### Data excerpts
▬▬▬▬▬▬▬▬▬▬

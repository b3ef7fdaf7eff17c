//! Headless tick driver with a scripted pilot standing in for player input.

use deepfield_core::{Command, Event, Rank, ViewSize};
use deepfield_system_invariants::InvariantGuard;
use deepfield_world::{apply, query, World};
use glam::Vec2;
use rand::Rng;
use rand_chacha::{rand_core::SeedableRng, ChaCha8Rng};

const PILOT_SPEED: f32 = 320.0;
const PILOT_JITTER: f32 = 0.25;
const WEAPON_RANGE: f32 = 420.0;
const WEAPON_DPS: f32 = 90.0;

/// Parameters of a headless run.
#[derive(Clone, Copy, Debug)]
pub(crate) struct SimulationOptions {
    pub(crate) ticks: u32,
    pub(crate) dt: f32,
    pub(crate) view: ViewSize,
    pub(crate) pilot_seed: u64,
}

/// Totals gathered while driving the world.
#[derive(Clone, Debug, Default, PartialEq)]
pub(crate) struct SimulationReport {
    pub(crate) ticks: u32,
    pub(crate) depth: u32,
    pub(crate) zones_cleared: u32,
    pub(crate) spawned: u32,
    pub(crate) kills: u32,
    pub(crate) bosses: u32,
    pub(crate) shots: u32,
    pub(crate) trims: usize,
    pub(crate) violation: Option<String>,
}

impl SimulationReport {
    fn tally(&mut self, events: &[Event]) {
        for event in events {
            match event {
                Event::ZoneLoaded { index, .. } => self.depth = *index,
                Event::ExitReached { .. } => self.zones_cleared += 1,
                Event::EnemySpawned { .. } => self.spawned += 1,
                Event::EnemyKilled { .. } => self.kills += 1,
                Event::BossDefeated { .. } => self.bosses += 1,
                Event::EnemyFired { .. } => self.shots += 1,
                Event::CollectionTrimmed { removed, .. } => self.trims += removed,
                _ => {}
            }
        }
    }
}

/// Steers toward the next objective and shoots the nearest enemy in range.
#[derive(Debug)]
struct Pilot {
    rng: ChaCha8Rng,
}

impl Pilot {
    fn objective(world: &World) -> Option<(Vec2, bool)> {
        let zone = query::zone(world)?;
        if let Some(portal) = zone.portals.first() {
            return Some((portal.position, true));
        }
        if let Some(exit) = zone.exit_point {
            return Some((exit, false));
        }
        let boss = query::enemies(world)
            .iter()
            .find(|enemy| enemy.rank == Rank::Boss)
            .map(|enemy| enemy.position);
        Some((boss.unwrap_or_else(|| zone.center()), false))
    }

    fn steer(&mut self, world: &World, dt: f32) -> (Vec2, Vec2, bool) {
        let player = query::player(world);
        let Some((target, interact)) = Self::objective(world) else {
            return (player.position, Vec2::ZERO, false);
        };
        let jitter = Vec2::new(
            self.rng.gen_range(-PILOT_JITTER..=PILOT_JITTER),
            self.rng.gen_range(-PILOT_JITTER..=PILOT_JITTER),
        );
        let heading = ((target - player.position).normalize_or_zero() + jitter).normalize_or_zero();
        let velocity = heading * PILOT_SPEED;
        (player.position + velocity * dt, velocity, interact)
    }

    fn fire(world: &World, dt: f32) -> Option<Command> {
        let player = query::player(world).position;
        query::enemies(world)
            .iter()
            .map(|enemy| (enemy.id, enemy.position.distance(player)))
            .filter(|(_, distance)| *distance <= WEAPON_RANGE)
            .min_by(|a, b| a.1.total_cmp(&b.1))
            .map(|(enemy, _)| Command::DamageEnemy {
                enemy,
                amount: WEAPON_DPS * dt,
            })
    }
}

/// Drives `world` for `options.ticks` ticks in the fixed per-tick order:
/// guard pre-check, input, tick, collisions, combat, guard post-check.
pub(crate) fn simulate(
    world: &mut World,
    guard: &mut InvariantGuard,
    options: SimulationOptions,
) -> SimulationReport {
    let mut pilot = Pilot {
        rng: ChaCha8Rng::seed_from_u64(options.pilot_seed),
    };
    let mut report = SimulationReport {
        depth: query::zone(world).map_or(0, |zone| zone.depth),
        ..SimulationReport::default()
    };
    let mut events = Vec::new();

    for _ in 0..options.ticks {
        events.clear();
        if let Err(violation) = guard.pre_tick(world, options.dt) {
            report.violation = Some(violation.to_string());
            break;
        }

        let (position, velocity, interact) = pilot.steer(world, options.dt);
        apply(world, Command::SetPlayerMotion { position, velocity }, &mut events);
        apply(
            world,
            Command::Tick {
                dt: options.dt,
                view: options.view,
                interact,
            },
            &mut events,
        );
        apply(world, Command::ResolvePlayerCollisions { dt: options.dt }, &mut events);
        if let Some(shot) = Pilot::fire(world, options.dt) {
            apply(world, shot, &mut events);
        }

        let checked = guard.post_tick(world, &mut events);
        report.ticks += 1;
        report.tally(&events);
        if let Err(violation) = checked {
            report.violation = Some(violation.to_string());
            break;
        }
    }

    tracing::info!(
        ticks = report.ticks,
        depth = report.depth,
        kills = report.kills,
        "simulation finished"
    );
    report
}

#[cfg(test)]
mod tests {
    use deepfield_core::{BiomeId, EntityCaps, WorldConfig};
    use deepfield_system_invariants::MemorySink;

    use super::*;

    fn run(seed: u32) -> (SimulationReport, World) {
        let mut world = World::with_behavior_seed(WorldConfig::default(), 3);
        let mut events = Vec::new();
        apply(
            &mut world,
            Command::InitWorld {
                theme: Some(BiomeId::new("void")),
                run_seed: Some(seed),
            },
            &mut events,
        );
        let mut guard = InvariantGuard::new(EntityCaps::default(), Box::new(MemorySink::new()));
        let options = SimulationOptions {
            ticks: 900,
            dt: 1.0 / 30.0,
            view: ViewSize::new(1_280.0, 720.0),
            pilot_seed: 8,
        };
        (simulate(&mut world, &mut guard, options), world)
    }

    #[test]
    fn simulation_is_reproducible() {
        let (first, first_world) = run(99);
        let (second, second_world) = run(99);
        assert_eq!(first, second);
        assert_eq!(query::player(&first_world), query::player(&second_world));
        assert_eq!(first.ticks, 900);
        assert!(first.violation.is_none());
    }

    #[test]
    fn pilot_makes_progress() {
        let (report, _) = run(7);
        assert!(report.spawned > 0);
        assert!(report.depth >= 1);
    }
}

▬▬▬▬▬▬▬▬▬▬

### ASSIGNED TASK
Once more, write out the records above, exactly as they stand.

### OUTPUT OF THE TASK
repository b3ef7fdaf7eff17c
//! Headless tick driver with a scripted pilot standing in for player input.

use deepfield_core::{Command, Event, Rank, ViewSize};
use deepfield_system_invariants::InvariantGuard;
use deepfield_world::{apply, query, World};
use glam::Vec2;
use rand::Rng;
use rand_chacha::{rand_core::SeedableRng, ChaCha8Rng};

const PILOT_SPEED: f32 = 320.0;
const PILOT_JITTER: f32 = 0.25;
const WEAPON_RANGE: f32 = 420.0;
const WEAPON_DPS: f32 = 90.0;

/// Parameters of a headless run.
#[derive(Clone, Copy, Debug)]
pub(crate) struct SimulationOptions {
    pub(crate) ticks: u32,
    pub(crate) dt: f32,
    pub(crate) view: ViewSize,
    pub(crate) pilot_seed: u64,
}

/// Totals gathered while driving the world.
#[derive(Clone, Debug, Default, PartialEq)]
pub(crate) struct SimulationReport {
    pub(crate) ticks: u32,
    pub(crate) depth: u32,
    pub(crate) zones_cleared: u32,
    pub(crate) spawned: u32,
    pub(crate) kills: u32,
    pub(crate) bosses: u32,
    pub(crate) shots: u32,
    pub(crate) trims: usize,
    pub(crate) violation: Option<String>,
}

impl SimulationReport {
    fn tally(&mut self, events: &[Event]) {
        for event in events {
            match event {
                Event::ZoneLoaded { index, .. } => self.depth = *index,
                Event::ExitReached { .. } => self.zones_cleared += 1,
                Event::EnemySpawned { .. } => self.spawned += 1,
                Event::EnemyKilled { .. } => self.kills += 1,
                Event::BossDefeated { .. } => self.bosses += 1,
                Event::EnemyFired { .. } => self.shots += 1,
                Event::CollectionTrimmed { removed, .. } => self.trims += removed,
                _ => {}
            }
        }
    }
}

/// Steers toward the next objective and shoots the nearest enemy in range.
#[derive(Debug)]
struct Pilot {
    rng: ChaCha8Rng,
}

impl Pilot {
    fn objective(world: &World) -> Option<(Vec2, bool)> {
        let zone = query::zone(world)?;
        if let Some(portal) = zone.portals.first() {
            return Some((portal.position, true));
        }
        if let Some(exit) = zone.exit_point {
            return Some((exit, false));
        }
        let boss = query::enemies(world)
            .iter()
            .find(|enemy| enemy.rank == Rank::Boss)
            .map(|enemy| enemy.position);
        Some((boss.unwrap_or_else(|| zone.center()), false))
    }

    fn steer(&mut self, world: &World, dt: f32) -> (Vec2, Vec2, bool) {
        let player = query::player(world);
        let Some((target, interact)) = Self::objective(world) else {
            return (player.position, Vec2::ZERO, false);
        };
        let jitter = Vec2::new(
            self.rng.gen_range(-PILOT_JITTER..=PILOT_JITTER),
            self.rng.gen_range(-PILOT_JITTER..=PILOT_JITTER),
        );
        let heading = ((target - player.position).normalize_or_zero() + jitter).normalize_or_zero();
        let velocity = heading * PILOT_SPEED;
        (player.position + velocity * dt, velocity, interact)
    }

    fn fire(world: &World, dt: f32) -> Option<Command> {
        let player = query::player(world).position;
        query::enemies(world)
            .iter()
            .map(|enemy| (enemy.id, enemy.position.distance(player)))
            .filter(|(_, distance)| *distance <= WEAPON_RANGE)
            .min_by(|a, b| a.1.total_cmp(&b.1))
            .map(|(enemy, _)| Command::DamageEnemy {
                enemy,
                amount: WEAPON_DPS * dt,
            })
    }
}

/// Drives `world` for `options.ticks` ticks in the fixed per-tick order:
/// guard pre-check, input, tick, collisions, combat, guard post-check.
pub(crate) fn simulate(
    world: &mut World,
    guard: &mut InvariantGuard,
    options: SimulationOptions,
) -> SimulationReport {
    let mut pilot = Pilot {
        rng: ChaCha8Rng::seed_from_u64(options.pilot_seed),
    };
    let mut report = SimulationReport {
        depth: query::zone(world).map_or(0, |zone| zone.depth),
        ..SimulationReport::default()
    };
    let mut events = Vec::new();

    for _ in 0..options.ticks {
        events.clear();
        if let Err(violation) = guard.pre_tick(world, options.dt) {
            report.violation = Some(violation.to_string());
            break;
        }

        let (position, velocity, interact) = pilot.steer(world, options.dt);
        apply(world, Command::SetPlayerMotion { position, velocity }, &mut events);
        apply(
            world,
            Command::Tick {
                dt: options.dt,
                view: options.view,
                interact,
            },
            &mut events,
        );
        apply(world, Command::ResolvePlayerCollisions { dt: options.dt }, &mut events);
        if let Some(shot) = Pilot::fire(world, options.dt) {
            apply(world, shot, &mut events);
        }

        let checked = guard.post_tick(world, &mut events);
        report.ticks += 1;
        report.tally(&events);
        if let Err(violation) = checked {
            report.violation = Some(violation.to_string());
            break;
        }
    }

    tracing::info!(
        ticks = report.ticks,
        depth = report.depth,
        kills = report.kills,
        "simulation finished"
    );
    report
}

#[cfg(test)]
mod tests {
    use deepfield_core::{BiomeId, EntityCaps, WorldConfig};
    use deepfield_system_invariants::MemorySink;

    use super::*;

    fn run(seed: u32) -> (SimulationReport, World) {
        let mut world = World::with_behavior_seed(WorldConfig::default(), 3);
        let mut events = Vec::new();
        apply(
            &mut world,
            Command::InitWorld {
                theme: Some(BiomeId::new("void")),
                run_seed: Some(seed),
            },
            &mut events,
        );
        let mut guard = InvariantGuard::new(EntityCaps::default(), Box::new(MemorySink::new()));
        let options = SimulationOptions {
            ticks: 900,
            dt: 1.0 / 30.0,
            view: ViewSize::new(1_280.0, 720.0),
            pilot_seed: 8,
        };
        (simulate(&mut world, &mut guard, options), world)
    }

    #[test]
    fn simulation_is_reproducible() {
        let (first, first_world) = run(99);
        let (second, second_world) = run(99);
        assert_eq!(first, second);
        assert_eq!(query::player(&first_world), query::player(&second_world));
        assert_eq!(first.ticks, 900);
        assert!(first.violation.is_none());
    }

    #[test]
    fn pilot_makes_progress() {
        let (report, _) = run(7);
        assert!(report.spawned > 0);
        assert!(report.depth >= 1);
    }
}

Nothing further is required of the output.